Your goal: If a line in the entries below includes "SpendingAnalyticsData", pick it out and copy it.

Source information:
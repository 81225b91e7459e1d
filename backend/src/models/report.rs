//! Procurement report types
//!
//! The persisted `data` payload is a tagged union keyed by report type, one
//! variant per report shape, so rendering and display code can match
//! exhaustively instead of poking at an untyped document.

use chrono::{DateTime, NaiveDate, TimeZone, Utc};
use rust_decimal::Decimal;
use serde::{Deserialize, Serialize};
use std::collections::BTreeMap;
use uuid::Uuid;

use crate::error::{AppError, AppResult};

/// Report kinds. The last three are reserved slots that no generator
/// produces yet; they are accepted as list filters for forward compatibility.
#[derive(Debug, Clone, Copy, PartialEq, Eq, Serialize, Deserialize, sqlx::Type)]
#[sqlx(type_name = "report_type", rename_all = "snake_case")]
#[serde(rename_all = "snake_case")]
pub enum ReportType {
    SupplierRanking,
    SpendingAnalytics,
    OrdersBySupplier,
    ProcurementCycle,
    SupplierPerformance,
    MonthlyProcurementSummary,
    InvoiceMatchingReport,
}

#[derive(Debug, Clone, Copy, PartialEq, Eq, Serialize, Deserialize, sqlx::Type)]
#[sqlx(type_name = "report_status", rename_all = "lowercase")]
#[serde(rename_all = "lowercase")]
pub enum ReportStatus {
    Generating,
    Completed,
    Failed,
}

/// Inclusive report date range. `start_date` must be strictly before
/// `end_date`.
#[derive(Debug, Clone, Copy, Serialize, Deserialize)]
#[serde(rename_all = "camelCase")]
pub struct ReportRange {
    pub start_date: NaiveDate,
    pub end_date: NaiveDate,
}

impl ReportRange {
    pub fn validate(&self) -> AppResult<()> {
        if self.start_date >= self.end_date {
            return Err(AppError::Validation {
                field: "startDate".to_string(),
                message: "Start date must be before end date".to_string(),
            });
        }
        Ok(())
    }

    /// Timestamp bounds covering the range inclusively:
    /// `[start 00:00, end + 1 day 00:00)`.
    pub fn bounds(&self) -> (DateTime<Utc>, DateTime<Utc>) {
        let start = Utc.from_utc_datetime(&self.start_date.and_hms_opt(0, 0, 0).unwrap());
        let end = Utc.from_utc_datetime(
            &(self.end_date + chrono::Duration::days(1))
                .and_hms_opt(0, 0, 0)
                .unwrap(),
        );
        (start, end)
    }
}

/// Weights for the supplier ranking score. Each weight is clamped to [0, 1]
/// before use so out-of-range values from direct callers cannot distort the
/// ranking scale.
#[derive(Debug, Clone, Copy, PartialEq, Serialize, Deserialize, validator::Validate)]
#[serde(rename_all = "camelCase", default)]
pub struct RankingWeights {
    #[validate(range(min = 0.0, max = 1.0, message = "On-time weight must be between 0 and 1"))]
    pub w_on_time: f64,
    #[validate(range(min = 0.0, max = 1.0, message = "Quality weight must be between 0 and 1"))]
    pub w_quality: f64,
    #[validate(range(min = 0.0, max = 1.0, message = "Response weight must be between 0 and 1"))]
    pub w_response: f64,
}

impl Default for RankingWeights {
    fn default() -> Self {
        Self {
            w_on_time: 0.4,
            w_quality: 0.4,
            w_response: 0.2,
        }
    }
}

impl RankingWeights {
    pub fn clamped(self) -> Self {
        Self {
            w_on_time: self.w_on_time.clamp(0.0, 1.0),
            w_quality: self.w_quality.clamp(0.0, 1.0),
            w_response: self.w_response.clamp(0.0, 1.0),
        }
    }
}

/// Time bucket for spending trends
#[derive(Debug, Clone, Copy, PartialEq, Eq, Serialize, Deserialize, Default)]
#[serde(rename_all = "lowercase")]
pub enum GroupBy {
    #[default]
    Month,
    Year,
}

/// Supplier identity embedded in report payloads
#[derive(Debug, Clone, PartialEq, Serialize, Deserialize)]
#[serde(rename_all = "camelCase")]
pub struct SupplierRef {
    pub id: Uuid,
    pub name: String,
    pub code: String,
    pub category: Option<String>,
    pub status: String,
}

// ---------------------------------------------------------------------------
// Report payloads
// ---------------------------------------------------------------------------

#[derive(Debug, Clone, PartialEq, Serialize, Deserialize)]
#[serde(rename_all = "camelCase")]
pub struct RankingMetrics {
    pub on_time_rate: f64,
    pub quality_score: f64,
    pub response_score: f64,
    pub weighted_score: f64,
    pub total_spend: Decimal,
    pub order_count: i64,
    pub avg_order_value: Decimal,
}

#[derive(Debug, Clone, PartialEq, Serialize, Deserialize)]
#[serde(rename_all = "camelCase")]
pub struct SupplierRanking {
    pub supplier: SupplierRef,
    pub metrics: RankingMetrics,
}

#[derive(Debug, Clone, PartialEq, Serialize, Deserialize)]
#[serde(rename_all = "camelCase")]
pub struct SupplierRankingData {
    pub rankings: Vec<SupplierRanking>,
    pub weights: RankingWeights,
    pub total_suppliers: i64,
}

#[derive(Debug, Clone, PartialEq, Serialize, Deserialize)]
#[serde(rename_all = "camelCase")]
pub struct SpendingSummary {
    pub total_spend: Decimal,
    pub total_orders: i64,
    pub avg_order_value: Decimal,
}

#[derive(Debug, Clone, PartialEq, Serialize, Deserialize)]
#[serde(rename_all = "camelCase")]
pub struct SpendingTrendPoint {
    pub period: String,
    pub amount: Decimal,
}

#[derive(Debug, Clone, PartialEq, Serialize, Deserialize)]
#[serde(rename_all = "camelCase")]
pub struct SupplierSpend {
    pub supplier: SupplierRef,
    pub total_spend: Decimal,
    pub order_count: i64,
}

#[derive(Debug, Clone, PartialEq, Serialize, Deserialize)]
#[serde(rename_all = "camelCase")]
pub struct CategorySpend {
    pub category: String,
    pub amount: Decimal,
}

#[derive(Debug, Clone, PartialEq, Serialize, Deserialize)]
#[serde(rename_all = "camelCase")]
pub struct SpendingAnalyticsData {
    pub summary: SpendingSummary,
    pub spending_trends: Vec<SpendingTrendPoint>,
    pub top_suppliers: Vec<SupplierSpend>,
    pub category_breakdown: Vec<CategorySpend>,
}

#[derive(Debug, Clone, PartialEq, Serialize, Deserialize)]
#[serde(rename_all = "camelCase")]
pub struct SupplierOrderMetrics {
    pub total_orders: i64,
    pub total_value: Decimal,
    pub avg_order_value: Decimal,
    pub status_breakdown: BTreeMap<String, i64>,
}

#[derive(Debug, Clone, PartialEq, Serialize, Deserialize)]
#[serde(rename_all = "camelCase")]
pub struct SupplierOrders {
    pub supplier: SupplierRef,
    pub metrics: SupplierOrderMetrics,
}

#[derive(Debug, Clone, PartialEq, Serialize, Deserialize)]
#[serde(rename_all = "camelCase")]
pub struct OrdersBySupplierData {
    pub orders_by_supplier: Vec<SupplierOrders>,
    pub total_suppliers: i64,
}

#[derive(Debug, Clone, PartialEq, Serialize, Deserialize)]
#[serde(rename_all = "camelCase")]
pub struct CycleEntry {
    pub order_id: Uuid,
    pub po_number: String,
    pub supplier_name: String,
    pub supplier_code: String,
    pub status: String,
    /// Whole days between creation and last update, rounded up
    pub cycle_time: i64,
    pub created_at: DateTime<Utc>,
    pub updated_at: DateTime<Utc>,
}

#[derive(Debug, Clone, PartialEq, Serialize, Deserialize)]
#[serde(rename_all = "camelCase")]
pub struct CycleStatistics {
    pub avg_cycle_time: f64,
    pub min_cycle_time: i64,
    pub max_cycle_time: i64,
    pub total_orders: i64,
}

#[derive(Debug, Clone, PartialEq, Serialize, Deserialize)]
#[serde(rename_all = "camelCase")]
pub struct StatusCycleStats {
    pub count: i64,
    pub total_cycle_time: i64,
    pub avg_cycle_time: f64,
}

#[derive(Debug, Clone, PartialEq, Serialize, Deserialize)]
#[serde(rename_all = "camelCase")]
pub struct ProcurementCycleData {
    pub cycle_data: Vec<CycleEntry>,
    pub statistics: CycleStatistics,
    pub status_breakdown: BTreeMap<String, StatusCycleStats>,
}

/// Persisted report payload, tagged by report type
#[derive(Debug, Clone, PartialEq, Serialize, Deserialize)]
#[serde(tag = "reportType")]
pub enum ReportData {
    #[serde(rename = "supplier_ranking")]
    SupplierRanking(SupplierRankingData),
    #[serde(rename = "spending_analytics")]
    SpendingAnalytics(SpendingAnalyticsData),
    #[serde(rename = "orders_by_supplier")]
    OrdersBySupplier(OrdersBySupplierData),
    #[serde(rename = "procurement_cycle")]
    ProcurementCycle(ProcurementCycleData),
}

impl ReportData {
    pub fn report_type(&self) -> ReportType {
        match self {
            ReportData::SupplierRanking(_) => ReportType::SupplierRanking,
            ReportData::SpendingAnalytics(_) => ReportType::SpendingAnalytics,
            ReportData::OrdersBySupplier(_) => ReportType::OrdersBySupplier,
            ReportData::ProcurementCycle(_) => ReportType::ProcurementCycle,
        }
    }
}

#[cfg(test)]
mod tests {
    use super::*;

    fn range(start: (i32, u32, u32), end: (i32, u32, u32)) -> ReportRange {
        ReportRange {
            start_date: NaiveDate::from_ymd_opt(start.0, start.1, start.2).unwrap(),
            end_date: NaiveDate::from_ymd_opt(end.0, end.1, end.2).unwrap(),
        }
    }

    #[test]
    fn range_rejects_inverted_dates() {
        assert!(range((2025, 3, 1), (2025, 1, 1)).validate().is_err());
        assert!(range((2025, 1, 1), (2025, 1, 1)).validate().is_err());
        assert!(range((2025, 1, 1), (2025, 3, 1)).validate().is_ok());
    }

    #[test]
    fn bounds_cover_end_date_inclusively() {
        let (start, end) = range((2025, 1, 1), (2025, 1, 31)).bounds();
        assert_eq!(start.to_rfc3339(), "2025-01-01T00:00:00+00:00");
        assert_eq!(end.to_rfc3339(), "2025-02-01T00:00:00+00:00");
    }

    #[test]
    fn weights_clamp_to_unit_interval() {
        let weights = RankingWeights {
            w_on_time: 1.5,
            w_quality: -0.2,
            w_response: 0.3,
        }
        .clamped();
        assert_eq!(weights.w_on_time, 1.0);
        assert_eq!(weights.w_quality, 0.0);
        assert_eq!(weights.w_response, 0.3);
    }

    #[test]
    fn payload_round_trips_through_json() {
        let data = ReportData::SpendingAnalytics(SpendingAnalyticsData {
            summary: SpendingSummary {
                total_spend: Decimal::new(12550, 2),
                total_orders: 3,
                avg_order_value: Decimal::new(4183, 2),
            },
            spending_trends: vec![SpendingTrendPoint {
                period: "2025-01".to_string(),
                amount: Decimal::new(12550, 2),
            }],
            top_suppliers: vec![],
            category_breakdown: vec![CategorySpend {
                category: "Uncategorized".to_string(),
                amount: Decimal::new(12550, 2),
            }],
        });

        let json = serde_json::to_value(&data).unwrap();
        assert_eq!(json["reportType"], "spending_analytics");
        let back: ReportData = serde_json::from_value(json).unwrap();
        assert_eq!(back, data);
    }
}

Task result:
pub struct SpendingAnalyticsData {
    SpendingAnalytics(SpendingAnalyticsData),
        let data = ReportData::SpendingAnalytics(SpendingAnalyticsData {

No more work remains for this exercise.